A Novel Woman said...

Jeanie, I thought Guinness was a dry stout, no?

BB said...

Oh yar... actually drank it for the first time when I was breastfeeding (or more specifically, pumping) to try and improve my production. True story!!!
BB

dykewife said...

if it's got hops in it i get hives from it. sucks to be me. thankfully i don't like the taste of beers.

A Novel Woman said...

BB, whether or not your production improved, at least you felt better!

Dykewife, I'm tempted to quote the teens around here and say "tea-BAG" but I won't. One of the symptoms of hops or alcohol allergies is a red face and flushed chest and neck, which happens to me after a few sips. I thought in my case it was just menopause, but maybe I'm allergic. Ugh....

nightsmusic said...

Pam, that flush is your excitement at drinking a REAL beer!

:)

nightsmusic said...

Guinness's St. Patrick's Day ad...

http://www.youtube.com/watch?v=eteWVqVPcTQ&e

A Novel Woman said...

Nightsmusic, that's pretty funny! I thnk I'll add it directly to the blog. Thanks!

nightsmusic said...

Welcomed! :D One of the women on the board I moderate posted it and you were the first one I thought of! lol

Laura Bradbury said...

Dear Pam,

OK. We now have a date for drinking Guiness together at SIWC 2009. I'm also a Guiness girl all the way.

You on?

Laura

A Novel Woman said...

Yeah, baby.
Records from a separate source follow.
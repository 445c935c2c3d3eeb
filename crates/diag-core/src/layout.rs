//! itch / butler install layout
//!
//! itch keeps its helpers under `<app data>/broth/<package>`. For butler:
//!
//! ```text
//! <app data>/
//!   db/butler.db
//!   broth/butler/.chosen-version           "15.21.0"
//!   broth/butler/versions/15.21.0/.installed
//!   broth/butler/versions/15.21.0/butler[.exe]
//! ```
//!
//! The app data folder is `<config dir>/itch`: `$XDG_CONFIG_HOME/itch` (or
//! `~/.config/itch`) on Linux, `%APPDATA%\itch` on Windows and
//! `~/Library/Application Support/itch` on macOS.

use std::fmt;
use std::fs;
use std::path::{Path, PathBuf};

use crate::config::PathsConfig;
use crate::error::PreconditionError;

/// Folder name under the platform config directory
pub const APP_NAME: &str = "itch";

/// Default itch app data folder for this platform
pub fn default_app_data_dir() -> Option<PathBuf> {
    dirs::config_dir().map(|dir| dir.join(APP_NAME))
}

/// File name of the butler executable on this platform
pub fn butler_executable_name() -> String {
    format!("butler{}", std::env::consts::EXE_SUFFIX)
}

/// Resolved locations of everything the diagnostics look at
#[derive(Debug, Clone)]
pub struct ItchLayout {
    app_data_dir: PathBuf,
    butler_override: Option<PathBuf>,
    database_override: Option<PathBuf>,
}

/// One entry of a folder listing
#[derive(Debug, Clone, PartialEq, Eq)]
pub struct FolderEntry {
    pub name: String,
    pub is_dir: bool,
    pub size: u64,
}

impl fmt::Display for FolderEntry {
    fn fmt(&self, f: &mut fmt::Formatter<'_>) -> fmt::Result {
        if self.is_dir {
            write!(f, "{}/", self.name)
        } else {
            write!(f, "{} ({})", self.name, format_bytes(self.size))
        }
    }
}

/// Everything learned by walking the butler install
#[derive(Debug, Clone)]
pub struct LayoutReport {
    pub app_data_dir: PathBuf,
    pub broth_packages: Vec<FolderEntry>,
    pub butler_versions: Vec<FolderEntry>,
    pub chosen_version: String,
    pub install_marker: String,
    pub installed_files: Vec<FolderEntry>,
    pub butler_executable: PathBuf,
}

impl ItchLayout {
    /// Layout rooted at an explicit app data folder
    pub fn new(app_data_dir: impl Into<PathBuf>) -> Self {
        Self {
            app_data_dir: app_data_dir.into(),
            butler_override: None,
            database_override: None,
        }
    }

    /// Layout from configuration overrides, falling back to the platform default
    pub fn from_config(paths: &PathsConfig) -> Result<Self, PreconditionError> {
        let app_data_dir = match &paths.app_data_dir {
            Some(dir) => dir.clone(),
            None => default_app_data_dir().ok_or(PreconditionError::NoAppDataDir)?,
        };

        Ok(Self {
            app_data_dir,
            butler_override: paths.butler_executable.clone(),
            database_override: paths.database.clone(),
        })
    }

    /// Use this butler executable instead of the chosen broth version
    pub fn with_butler_executable(mut self, path: impl Into<PathBuf>) -> Self {
        self.butler_override = Some(path.into());
        self
    }

    /// Use this database instead of `<app data>/db/butler.db`
    pub fn with_database(mut self, path: impl Into<PathBuf>) -> Self {
        self.database_override = Some(path.into());
        self
    }

    pub fn app_data_dir(&self) -> &Path {
        &self.app_data_dir
    }

    pub fn broth_dir(&self) -> PathBuf {
        self.app_data_dir.join("broth")
    }

    pub fn butler_dir(&self) -> PathBuf {
        self.broth_dir().join("butler")
    }

    pub fn butler_versions_dir(&self) -> PathBuf {
        self.butler_dir().join("versions")
    }

    pub fn chosen_version_file(&self) -> PathBuf {
        self.butler_dir().join(".chosen-version")
    }

    /// Path of butler's database
    pub fn database_path(&self) -> PathBuf {
        self.database_override
            .clone()
            .unwrap_or_else(|| self.app_data_dir.join("db").join("butler.db"))
    }

    /// butler version itch selected, from `.chosen-version`
    pub fn chosen_version(&self) -> Result<String, PreconditionError> {
        let path = self.chosen_version_file();
        let contents =
            fs::read_to_string(&path).map_err(|e| PreconditionError::from_io(&path, e))?;
        let version = contents.trim();
        if version.is_empty() {
            return Err(PreconditionError::NoChosenVersion(path));
        }
        Ok(version.to_string())
    }

    /// Folder holding the chosen butler version
    pub fn chosen_version_dir(&self) -> Result<PathBuf, PreconditionError> {
        Ok(self.butler_versions_dir().join(self.chosen_version()?))
    }

    /// butler executable to run: the override, or the chosen broth version
    pub fn butler_executable(&self) -> Result<PathBuf, PreconditionError> {
        match &self.butler_override {
            Some(path) => Ok(path.clone()),
            None => Ok(self.chosen_version_dir()?.join(butler_executable_name())),
        }
    }

    /// Walk the butler install, failing at the first missing piece
    pub fn inspect(&self) -> Result<LayoutReport, PreconditionError> {
        ensure_folder(&self.app_data_dir)?;

        let broth = self.broth_dir();
        ensure_folder(&broth)?;
        let broth_packages = list_folder(&broth)?;

        ensure_folder(&self.butler_dir())?;
        let butler_versions = list_folder(&self.butler_versions_dir())?;

        let chosen_version = self.chosen_version()?;
        let chosen_dir = self.butler_versions_dir().join(&chosen_version);

        let marker = chosen_dir.join(".installed");
        let install_marker = fs::read_to_string(&marker)
            .map_err(|e| PreconditionError::from_io(&marker, e))?
            .trim()
            .to_string();

        let installed_files = list_folder(&chosen_dir)?;

        Ok(LayoutReport {
            app_data_dir: self.app_data_dir.clone(),
            broth_packages,
            butler_versions,
            chosen_version,
            install_marker,
            installed_files,
            butler_executable: self.butler_executable()?,
        })
    }
}

/// Require `path` to be an existing folder
pub fn ensure_folder(path: &Path) -> Result<(), PreconditionError> {
    let metadata = fs::metadata(path).map_err(|e| PreconditionError::from_io(path, e))?;
    if !metadata.is_dir() {
        return Err(PreconditionError::NotAFolder(path.to_path_buf()));
    }
    Ok(())
}

/// Require `path` to be an existing file
pub fn ensure_file(path: &Path) -> Result<(), PreconditionError> {
    let metadata = fs::metadata(path).map_err(|e| PreconditionError::from_io(path, e))?;
    if metadata.is_dir() {
        return Err(PreconditionError::NotAFile(path.to_path_buf()));
    }
    Ok(())
}

/// List a folder's entries sorted by name
pub fn list_folder(path: &Path) -> Result<Vec<FolderEntry>, PreconditionError> {
    let read_dir = fs::read_dir(path).map_err(|e| PreconditionError::from_io(path, e))?;

    let mut entries = Vec::new();
    for entry in read_dir {
        let entry = entry.map_err(|e| PreconditionError::from_io(path, e))?;
        let metadata = entry
            .metadata()
            .map_err(|e| PreconditionError::from_io(entry.path(), e))?;
        entries.push(FolderEntry {
            name: entry.file_name().to_string_lossy().into_owned(),
            is_dir: metadata.is_dir(),
            size: if metadata.is_dir() { 0 } else { metadata.len() },
        });
    }
    entries.sort_by(|a, b| a.name.cmp(&b.name));
    Ok(entries)
}

/// Join folder entries the way reports print them
pub fn format_entries(entries: &[FolderEntry]) -> String {
    if entries.is_empty() {
        return "(empty)".to_string();
    }
    entries
        .iter()
        .map(ToString::to_string)
        .collect::<Vec<_>>()
        .join(", ")
}

/// Human-readable size with binary units
pub fn format_bytes(bytes: u64) -> String {
    const UNITS: [&str; 5] = ["B", "KiB", "MiB", "GiB", "TiB"];

    if bytes < 1024 {
        return format!("{} B", bytes);
    }

    let mut value = bytes as f64;
    let mut unit = 0;
    while value >= 1024.0 && unit < UNITS.len() - 1 {
        value /= 1024.0;
        unit += 1;
    }
    format!("{:.2} {}", value, UNITS[unit])
}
Meet you in the bar!

Anonymous said...

I'm a Guinness girl too. My husband also loves it, but it tends to trigger... unpleasantness. Of the gastrointestinal variety. So when we go out, he sticks to white wine, for everyone's sake. Without fail, the waiters give me the wine and set the holy grail in front of him. We make a show of switching glasses, I with delicate grace, he with manly assertiveness, just to watch them squirm.

We don't get out much.

A Novel Woman said...

Hi Roxanne! (waving madly)

I'm the reverse of your husband. Wine and beer make me ill, whereas Guinness and whisky sit quite well with me. I think it's the purity of the mountain streams or magic fairies who stir the mash or something.